- Written by: Richard Symons
- Directed by: Richard Symons
- Narrated by: Robbie Coltrane
- Country of origin: United Kingdom
- Original language: English

Production
- Producers: Hamish Barbour and Richard Klein
- Running time: 60 minutes
- Production company: Spirit Level Film

Original release
- Release: 2002

= The Snake and the Stallion =

Documentary film

The Snake and the Stallion, also known as Cobra Ferrari Wars, is a film that documents the rivalry between Texas chicken farmer turned American car producer Carroll Shelby and the Italian automotive entrepreneur Enzo Ferrari.

== Release==
The Snake and the Stallion aired on the BBC on Monday 17 June 2002 and was subsequently released on DVD in 2005. A remastered collector's edition of the film was released on DVD in 2008.

== Synopsis==
Richard Symons's documentary recounts the origins and rise to racing history of the AC Cobra, the car requested by Carroll Shelby. The film details the history of the Cobra and Carroll Shelby's racing career from its humble beginnings to the 1959 victory at the 24 Hours of Le Mans with Roy Salvadori at the wheel of an Aston Martin DBR1. The story goes on to explain Shelby's motivation to take on the might of Ferrari with the help of Ford and AC of England (who were then manufacturing invalid carriages as well as sports cars) and why Carroll Shelby had to retire from racing.

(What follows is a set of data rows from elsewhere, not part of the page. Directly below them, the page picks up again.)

//! CLI entry point for the RV32I simulator binary.

use std::env;
use std::ffi::OsString;
use std::io::{self, Write};
use std::path::PathBuf;

use rv32i_core::{disassemble, to_hex32, Memory, SingleHartCpu};
#[cfg(test)]
use tempfile as _;

const USAGE_TEXT: &str = "\
Usage: rv32i-sim [-d] [-i] [-r] [-z] [-l exec-limit] [-m hex-mem-size] infile

Options:
  -d                 show the disassembly before execution
  -i                 show each instruction as it executes
  -l <exec-limit>    maximum number of instructions to execute (0 = no limit)
  -m <hex-mem-size>  memory size in hex bytes (default: 100)
  -r                 dump the hart state before each instruction
  -z                 dump the hart state and memory after the simulation
  -h, --help         show this help message

Examples:
  rv32i-sim program.bin
  rv32i-sim -d -z -m 8000 program.bin
  rv32i-sim -i -l 1000 program.bin
";

const DEFAULT_MEMORY_SIZE: u32 = 0x100;

#[derive(Debug, PartialEq, Eq)]
#[allow(clippy::struct_excessive_bools)]
struct SimArgs {
    infile: PathBuf,
    memory_size: u32,
    exec_limit: u64,
    show_disassembly: bool,
    show_instructions: bool,
    show_registers: bool,
    dump_state: bool,
}

#[derive(Debug)]
enum ParseResult {
    Run(SimArgs),
    Help,
}

#[allow(clippy::while_let_on_iterator)]
fn parse_args(mut args: impl Iterator<Item = OsString>) -> Result<ParseResult, String> {
    let mut infile: Option<PathBuf> = None;
    let mut memory_size = DEFAULT_MEMORY_SIZE;
    let mut exec_limit: u64 = 0;
    let mut show_disassembly = false;
    let mut show_instructions = false;
    let mut show_registers = false;
    let mut dump_state = false;

    while let Some(arg) = args.next() {
        if arg == "--help" || arg == "-h" {
            return Ok(ParseResult::Help);
        }

        if arg == "-d" {
            show_disassembly = true;
            continue;
        }

        if arg == "-i" {
            show_instructions = true;
            continue;
        }

        if arg == "-r" {
            show_registers = true;
            continue;
        }

        if arg == "-z" {
            dump_state = true;
            continue;
        }

        if arg == "-l" {
            let value = args
                .next()
                .ok_or_else(|| "missing value for -l".to_string())?;
            exec_limit = value
                .to_string_lossy()
                .parse()
                .map_err(|_| format!("invalid exec-limit: {}", value.to_string_lossy()))?;
            continue;
        }

        if arg == "-m" {
            let value = args
                .next()
                .ok_or_else(|| "missing value for -m".to_string())?;
            memory_size = u32::from_str_radix(value.to_string_lossy().as_ref(), 16)
                .map_err(|_| format!("invalid hex-mem-size: {}", value.to_string_lossy()))?;
            continue;
        }

        if arg.to_string_lossy().starts_with('-') {
            return Err(format!("unknown option: {}", arg.to_string_lossy()));
        }

        if infile.is_some() {
            return Err("multiple input files provided".to_string());
        }
        infile = Some(PathBuf::from(arg));
    }

    let infile = infile.ok_or_else(|| "missing input file".to_string())?;
    Ok(ParseResult::Run(SimArgs {
        infile,
        memory_size,
        exec_limit,
        show_disassembly,
        show_instructions,
        show_registers,
        dump_state,
    }))
}

fn disassemble_image<W: Write>(mem: &Memory, out: &mut W) -> io::Result<()> {
    let mut addr = 0;
    while addr < mem.size() {
        let word = mem.get32(addr);
        writeln!(
            out,
            "{}: {}  {}",
            to_hex32(addr),
            to_hex32(word),
            disassemble(addr, word)
        )?;
        addr += 4;
    }
    Ok(())
}

fn run_simulation(args: &SimArgs) -> Result<(), i32> {
    let mut mem = Memory::new(args.memory_size);
    if let Err(e) = mem.load_file(&args.infile) {
        eprintln!("{e}");
        eprintln!("{USAGE_TEXT}");
        return Err(1);
    }

    if args.show_disassembly {
        let stdout = io::stdout();
        if let Err(e) = disassemble_image(&mem, &mut stdout.lock()) {
            eprintln!("error: failed to write output: {e}");
            return Err(1);
        }
    }

    // The cpu holds the memory borrow; the hart dump happens inside its
    // scope, the memory dump after.
    {
        let mut cpu = SingleHartCpu::new(&mut mem);
        cpu.hart_mut().set_show_instructions(args.show_instructions);
        cpu.hart_mut().set_show_registers(args.show_registers);

        if let Err(e) = cpu.run(args.exec_limit) {
            eprintln!("error: failed to write output: {e}");
            return Err(1);
        }

        if args.dump_state {
            let stdout = io::stdout();
            if let Err(e) = cpu.hart().dump(&mut stdout.lock(), "") {
                eprintln!("error: failed to write output: {e}");
                return Err(1);
            }
        }
    }

    if args.dump_state {
        let stdout = io::stdout();
        if let Err(e) = mem.dump(&mut stdout.lock()) {
            eprintln!("error: failed to write output: {e}");
            return Err(1);
        }
    }

    Ok(())
}

fn main() {
    let exit_code = match parse_args(env::args_os().skip(1)) {
        Ok(ParseResult::Help) => {
            println!("{USAGE_TEXT}");
            0
        }
        Ok(ParseResult::Run(args)) => match run_simulation(&args) {
            Ok(()) => 0,
            Err(code) => code,
        },
        Err(error) => {
            eprintln!("error: {error}");
            eprintln!("{USAGE_TEXT}");
            1
        }
    };

    std::process::exit(exit_code);
}
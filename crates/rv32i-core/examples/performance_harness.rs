//! Performance harness for rv32i-core benchmarking.
//!
//! Measures instruction throughput using the production run loop.
//!
//! ## Usage
//!
//! ```sh
//! cargo run --release -p rv32i-core --example performance_harness
//! ```
//!
//! Each workload is an endless loop; the run loop is driven in bounded
//! batches and the hart is reset between batches. The benchmark runs on
//! multiple threads to reflect batch-simulation usage, one memory and one
//! hart per thread.

#![allow(clippy::pedantic)]

use proptest as _;
use rstest as _;
use rv32i_core::{Memory, SingleHartCpu};
#[cfg(feature = "serde")]
use serde as _;
use thiserror as _;

use std::io;
use std::sync::mpsc;
use std::thread;
use std::time::{Duration, Instant};

const BATCH_INSTRUCTIONS: u64 = 100_000;
const NUM_THREADS: usize = 4;

static NOP_LOOP: [u32; 2] = [
    0x0000_0013, // addi x0,x0,0
    0xfe00_0ee3, // beq  x0,x0,-4
];

static ALU_LOOP: [u32; 4] = [
    0x0010_8093, // addi x1,x1,1
    0x0011_81b3, // add  x3,x3,x1
    0x0011_c233, // xor  x4,x3,x1
    0xfe00_0ae3, // beq  x0,x0,-12
];

static MEMORY_LOOP: [u32; 3] = [
    0x0410_2023, // sw x1,64(x0)
    0x0400_2103, // lw x2,64(x0)
    0xfe00_0ce3, // beq x0,x0,-8
];

static MIXED_LOOP: [u32; 5] = [
    0x0000_0013, // addi x0,x0,0
    0x0010_8093, // addi x1,x1,1
    0x0410_2023, // sw   x1,64(x0)
    0x0400_2103, // lw   x2,64(x0)
    0xfe00_08e3, // beq  x0,x0,-16
];

#[derive(Debug, Clone, Copy)]
struct BenchmarkResult {
    name: &'static str,
    instructions_per_second: f64,
}

fn benchmark(name: &'static str, program: &'static [u32], duration: Duration) -> BenchmarkResult {
    let (tx, rx) = mpsc::channel();

    let handles: Vec<_> = (0..NUM_THREADS)
        .map(|_| {
            let tx = tx.clone();
            thread::spawn(move || {
                let mut mem = Memory::new(0x100);
                let mut addr = 0;
                for word in program {
                    mem.set32(addr, *word);
                    addr += 4;
                }

                let mut cpu = SingleHartCpu::new(&mut mem);
                let mut total = 0u64;
                let start = Instant::now();

                while start.elapsed() < duration {
                    cpu.run_to(BATCH_INSTRUCTIONS, &mut io::sink())
                        .expect("sink writes cannot fail");
                    total += cpu.hart().insn_counter();
                    cpu.hart_mut().reset();
                }

                tx.send(total).ok();
            })
        })
        .collect();

    for h in handles {
        h.join().ok();
    }

    drop(tx);

    let total: u64 = rx.into_iter().sum();
    BenchmarkResult {
        name,
        instructions_per_second: total as f64 / duration.as_secs_f64(),
    }
}

fn format_number(n: f64) -> String {
    if n >= 1_000_000.0 {
        format!("{:.2}M", n / 1_000_000.0)
    } else if n >= 1_000.0 {
        format!("{:.2}K", n / 1_000.0)
    } else {
        format!("{:.2}", n)
    }
}

fn print_results(results: &[BenchmarkResult]) {
    println!();
    println!("{:<14} {:>12} {:>12}", "benchmark", "instr/sec", "ns/instr");
    for result in results {
        println!(
            "{:<14} {:>12} {:>12.1}",
            result.name,
            format_number(result.instructions_per_second),
            1e9 / result.instructions_per_second
        );
    }
}

fn main() {
    let warmup = Duration::from_millis(200);
    let benchmark_duration = Duration::from_secs(1);

    println!("Running warmup for {warmup:?}...");
    let _ = benchmark("warmup", &NOP_LOOP, warmup);

    println!("Running benchmarks for {benchmark_duration:?} each...");

    let results = [
        benchmark("nop_loop", &NOP_LOOP, benchmark_duration),
        benchmark("alu_loop", &ALU_LOOP, benchmark_duration),
        benchmark("memory_loop", &MEMORY_LOOP, benchmark_duration),
        benchmark("mixed_loop", &MIXED_LOOP, benchmark_duration),
    ];
    print_results(&results);
}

Carroll Shelby was closely involved in the making of the documentary, stating "I spent a whole lot of time with Richard on this and he’s really nailed it. Got all the right people, from Dan Gurney to Lee Iacocca. It’s a wonderful story and I’ve never seen anybody tell it better. I’m very proud to have been part of it".

== Reception ==
Simon Arron of The Daily Telegraph wrote, "There isn't a great deal in the way of contemporary footage (although the surviving material is pleasingly evocative), so the bulk of the story is told by those who took part. Their narrative is an undiluted treat." Of the two-DVD version released in 2005, The Province said, "Its fast-pace, 1960s-era soundtrack and split-screen scenes make it compelling viewing." News Letter found the documentary to be "a compelling tale of courage and dogged determination" and recommended it for "petrolheads and those intrigued by this titanic David and Goliath struggle". John Connolly of The Australian wrote, "Without doubt the best racing documentary ever".